Applications of Pascal’s Law

Applications of Pascal’s Law

According to Pascal’s law, “The outer static pressure applied on a confined liquid is distributed or transmitted consistently throughout the liquid in all directions.” The static pressure acts at right angles to any surface in contact with the fluid.

Applications of Pascal’s law:

(i) Hydraulic lift

An important application of Pascal’s law is the hydraulic lift used to lift heavy objects. A hydraulic lift is versatile in its utility. A schematic diagram of a hydraulic lift is shown in the Figure. It consists of a liquid container that has pistons fitted into the small and large opening cylinders. It has a hydraulic apparatus which is used to lift heavy objects. If a1 and a2 are the areas of the pistons A and B respectively, F is the force applied on A and W is the load on B, then

F/a1 = W/a2 or, W = F (a2/a1)

This is the load that can be lifted by applying a force F on A. In the above equation (a1/a2) is called the mechanical advantage of the hydraulic lift. One can see such a lift in many automobile service stations. It works based on the principle of equal pressure transmission throughout a fluid (Pascal’s Law). In the case of hydraulic lifts, force applied creates “lift” and “work.” The hydraulic lift technology has widespread applications in the industrial, construction, transport sector, etc.
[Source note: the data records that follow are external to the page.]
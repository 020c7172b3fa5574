//! Tool payload classification.
//!
//! A payload is run through an ordered chain of heuristics. The first one
//! scoring above [`MIN_CONFIDENCE`] wins, so overlapping shapes are settled
//! by position in the chain rather than by the highest score.

use serde_json::{Map, Value};
use tracing::debug;

use super::heuristics::{
    Heuristic, Probe, COMPANY_NAME_KEYS, DEFAULT_CHAIN, PROFILE_KEYS,
};
use crate::domain::{DataType, DetectError, DetectionMetadata, DetectionResult};

/// Scores at or below this are not accepted
pub const MIN_CONFIDENCE: f64 = 0.5;

/// Classify a payload with the standard chain
pub fn detect(payload: &Value) -> Option<DetectionResult> {
    classify(&DEFAULT_CHAIN, payload, None).ok()
}

/// Classify a string that should contain structured data
pub fn detect_str(payload: &str) -> Option<DetectionResult> {
    detect(&Value::String(payload.to_string()))
}

/// An ordered, inspectable detection chain
#[derive(Debug, Clone)]
pub struct Detector {
    chain: Vec<Heuristic>,
}

impl Default for Detector {
    fn default() -> Self {
        Self {
            chain: DEFAULT_CHAIN.to_vec(),
        }
    }
}

impl Detector {
    /// Build a detector from a custom chain (evaluated in the given order)
    pub fn with_chain(chain: Vec<Heuristic>) -> Self {
        Self { chain }
    }

    /// The heuristics in priority order
    pub fn chain(&self) -> &[Heuristic] {
        &self.chain
    }

    /// Priority order as data types
    pub fn priority(&self) -> Vec<DataType> {
        self.chain.iter().map(|h| h.data_type).collect()
    }

    pub fn detect(&self, payload: &Value) -> Option<DetectionResult> {
        self.try_detect(payload, None).ok()
    }

    /// Classify, explaining why nothing matched.
    ///
    /// `tool_name` is an optional hint from the tool that emitted the payload.
    pub fn try_detect(
        &self,
        payload: &Value,
        tool_name: Option<&str>,
    ) -> Result<DetectionResult, DetectError> {
        classify(&self.chain, payload, tool_name)
    }

    /// Describe a payload as a caller-chosen data type, skipping the chain.
    ///
    /// Used for manual corrections; the payload must still be decodable.
    pub fn classify_as(
        &self,
        payload: &Value,
        data_type: DataType,
    ) -> Result<DetectionResult, DetectError> {
        let data = decode(payload)?;
        let metadata = extract_metadata(&Probe::new(&data, None), data_type);
        Ok(DetectionResult {
            data_type,
            confidence: 1.0,
            data,
            metadata,
        })
    }
}

fn classify(
    chain: &[Heuristic],
    payload: &Value,
    tool_name: Option<&str>,
) -> Result<DetectionResult, DetectError> {
    let data = decode(payload)?;
    let probe = Probe::new(&data, tool_name);

    for heuristic in chain {
        let confidence = (heuristic.score)(&probe);
        if confidence > MIN_CONFIDENCE {
            debug!(
                data_type = %heuristic.data_type,
                confidence,
                "Classified tool payload"
            );
            let metadata = extract_metadata(&probe, heuristic.data_type);
            return Ok(DetectionResult {
                data_type: heuristic.data_type,
                confidence: confidence.min(1.0),
                data,
                metadata,
            });
        }
    }

    debug!("Tool payload matched no data type");
    Err(DetectError::UnknownType)
}

/// Accept objects and arrays; decode strings; reject everything else
fn decode(payload: &Value) -> Result<Value, DetectError> {
    let value = match payload {
        Value::Null => return Err(DetectError::NoData),
        Value::String(text) => {
            let text = text.trim();
            if text.is_empty() {
                return Err(DetectError::NoData);
            }
            serde_json::from_str::<Value>(text).map_err(|_| DetectError::Unparseable)?
        }
        other => other.clone(),
    };

    match &value {
        Value::Null => Err(DetectError::NoData),
        Value::Object(map) if map.is_empty() => Err(DetectError::NoData),
        Value::Array(items) if items.is_empty() => Err(DetectError::NoData),
        Value::Object(_) | Value::Array(_) => Ok(value),
        Value::Bool(_) => Err(DetectError::UnsupportedShape("bool")),
        Value::Number(_) => Err(DetectError::UnsupportedShape("number")),
        Value::String(_) => Err(DetectError::UnsupportedShape("string")),
    }
}

fn extract_metadata(probe: &Probe<'_>, data_type: DataType) -> DetectionMetadata {
    let symbol = probe.symbol().map(str::to_string);

    DetectionMetadata {
        title: Some(synthesize_title(probe, data_type, symbol.as_deref())),
        symbol,
        row_count: probe.records().map(<[Value]>::len),
        columns: probe.declared_columns().map(<[String]>::to_vec),
    }
}

fn synthesize_title(probe: &Probe<'_>, data_type: DataType, symbol: Option<&str>) -> String {
    let titled = |suffix: &str, bare: &str| match symbol {
        Some(symbol) => format!("{} {}", symbol, suffix),
        None => bare.to_string(),
    };
    let object = probe.object();

    match data_type {
        DataType::StockInfo => {
            let name = object.and_then(|map| {
                PROFILE_KEYS
                    .iter()
                    .filter_map(|key| map.get(*key).and_then(Value::as_object))
                    .chain(std::iter::once(map))
                    .find_map(|m| {
                        COMPANY_NAME_KEYS
                            .iter()
                            .find_map(|key| m.get(*key).and_then(Value::as_str))
                    })
            });
            match (name, symbol) {
                (Some(name), Some(symbol)) => format!("{} ({})", name, symbol),
                (Some(name), None) => name.to_string(),
                (None, _) => titled("Company Profile", "Company Profile"),
            }
        }
        DataType::Kline => titled("Price History", "Price History"),
        DataType::Financial => titled("Financial Statements", "Financial Statements"),
        DataType::Quote => titled("Quote", "Quote"),
        DataType::News => titled("News", "Latest News"),
        DataType::Search => match first_text(object, &["query", "q"]) {
            Some(query) => format!("Search: {}", query),
            None => "Search Results".to_string(),
        },
        DataType::FundFlow => titled("Fund Flow", "Fund Flow"),
        DataType::Ranking => "Rankings".to_string(),
        DataType::Holders => titled("Shareholders", "Shareholders"),
        DataType::Macro => "Macro Indicators".to_string(),
        DataType::Metrics => titled("Key Metrics", "Key Metrics"),
        DataType::WebContent => first_text(object, &["title"])
            .or_else(|| first_text(object, &["url", "link", "source_url"]))
            .unwrap_or_else(|| "Web Content".to_string()),
        DataType::TimeSeries => titled("Time Series", "Time Series"),
        DataType::Comparison => "Comparison".to_string(),
        DataType::Table => titled("Data", "Data Table"),
    }
}

fn first_text(object: Option<&Map<String, Value>>, keys: &[&str]) -> Option<String> {
    let map = object?;
    keys.iter()
        .find_map(|key| map.get(*key).and_then(Value::as_str))
        .map(str::trim)
        .filter(|s| !s.is_empty())
        .map(str::to_string)
}

#[cfg(test)]
mod tests {
    use super::*;
    use serde_json::json;

    fn never(_: &Probe<'_>) -> f64 {
        0.0
    }

    fn always(_: &Probe<'_>) -> f64 {
        0.99
    }

    #[test]
    fn test_decode_rejects_scalars() {
        assert_eq!(decode(&json!(42)), Err(DetectError::UnsupportedShape("number")));
        assert_eq!(decode(&json!(true)), Err(DetectError::UnsupportedShape("bool")));
        assert_eq!(decode(&json!("\"just text\"")), Err(DetectError::UnsupportedShape("string")));
        assert_eq!(decode(&json!("   ")), Err(DetectError::NoData));
        assert_eq!(decode(&json!("{oops")), Err(DetectError::Unparseable));
    }

    #[test]
    fn test_custom_chain_order_is_respected() {
        let detector = Detector::with_chain(vec![
            Heuristic { data_type: DataType::Quote, score: never },
            Heuristic { data_type: DataType::Comparison, score: always },
            Heuristic { data_type: DataType::Table, score: always },
        ]);

        let result = detector.detect(&json!([{"a": 1}])).unwrap();
        assert_eq!(result.data_type, DataType::Comparison);
        assert_eq!(result.confidence, 0.99);
    }

    #[test]
    fn test_exactly_threshold_is_rejected() {
        fn half(_: &Probe<'_>) -> f64 {
            MIN_CONFIDENCE
        }
        let detector =
            Detector::with_chain(vec![Heuristic { data_type: DataType::Table, score: half }]);

        assert_eq!(
            detector.try_detect(&json!([1, 2]), None),
            Err(DetectError::UnknownType)
        );
    }

    #[test]
    fn test_object_matching_nothing_is_unknown() {
        let detector = Detector::default();
        assert_eq!(
            detector.try_detect(&json!({"status": "ok"}), None),
            Err(DetectError::UnknownType)
        );
    }

    #[test]
    fn test_tool_name_hint_selects_macro() {
        let detector = Detector::default();
        let result = detector
            .try_detect(&json!({"country": "US", "value": 3.1}), Some("get_macro_data"))
            .unwrap();
        assert_eq!(result.data_type, DataType::Macro);
        assert_eq!(result.metadata.title.as_deref(), Some("Macro Indicators"));
    }

    #[test]
    fn test_stock_info_title_uses_company_name() {
        let result = detect(&json!({
            "symbol": "AAPL",
            "info": {"shortName": "Apple Inc.", "sector": "Technology"}
        }))
        .unwrap();
        assert_eq!(result.metadata.title.as_deref(), Some("Apple Inc. (AAPL)"));
    }

    #[test]
    fn test_default_priority() {
        assert_eq!(Detector::default().priority(), DataType::ALL.to_vec());
    }

    #[test]
    fn test_chain_exposes_the_heuristics() {
        let detector = Detector::default();
        assert_eq!(detector.chain().len(), DEFAULT_CHAIN.len());
        assert_eq!(detector.chain()[0].data_type, DataType::ALL[0]);

        // Reusing a prefix of the chain keeps its order
        let leading = Detector::with_chain(detector.chain()[..4].to_vec());
        assert_eq!(leading.priority(), DataType::ALL[..4].to_vec());
        assert_eq!(
            leading.try_detect(&json!([{"a": 1}]), None),
            Err(DetectError::UnknownType)
        );
    }
}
Few more applications include a hydraulic jack and hydraulic press and forced amplification is used in the braking system of most cars. These are described below.


(ii) Hydraulic brake

When brakes are applied suddenly in a moving vehicle, there is every chance of the vehicle to skid because the wheels are not retarded uniformly. In order to avoid this danger of skidding when the brakes are applied, the brake mechanism must be such that each wheel is equally and simultaneously retarded. A hydraulic brake serves this purpose. It works on the principle of Pascal’s law. Hydraulic brakes are used in cars, motorcycles, and lorries.

The figure shows the schematic diagram of a hydraulic brake system. The brake system has a main cylinder filled with brake oil. The main cylinder is provided with a piston P which is connected to the brake pedal through a lever assembly.


Fig: Hydraulic brake

A ‘T’ shaped tube is provided at the other end of the main cylinder. The wheel cylinder having two pistons P1 and P2 are connected to the T tube. The pistons P1 and P2 are connected to the brake shoes S1 and S2 respectively.

When the brake pedal is pressed, piston P is pushed due to the lever assembly operation. The pressure in the main cylinder is transmitted to P1 and P2. The pistons P1 and P2 push the brake shoes away, which in turn press against the inner rim of the wheel. Thus the motion of the wheel is arrested. The area of the pistons P1 and P2 are greater than that of P. Therefore a small force applied to the brake pedal produces a large thrust on the wheel rim.

The main cylinder is connected to all the wheels of the automobile through pipe line for applying equal pressure to all the wheels. The frictional force between these force components causes the vehicle to stop.

(iii) Hydraulic Jack

Hydraulic jacks, which come under the category of a closed container, follow the principle of Pascal’s Law. They are used to lift heavy bodies. Hydraulic jacks are highly advantageous in the automotive industry and are often used to lift cars above the ground level for repair and maintenance.

(iv) Hydraulic Pumps

Hydraulic pumps, which convert mechanical energy into hydraulic energy, facilitate the movement of a fluid, and here, yet again, Pascal’s Law comes into play. It helps in the discharge of fluid. Hydraulic pumps are used widely in the automobile industry.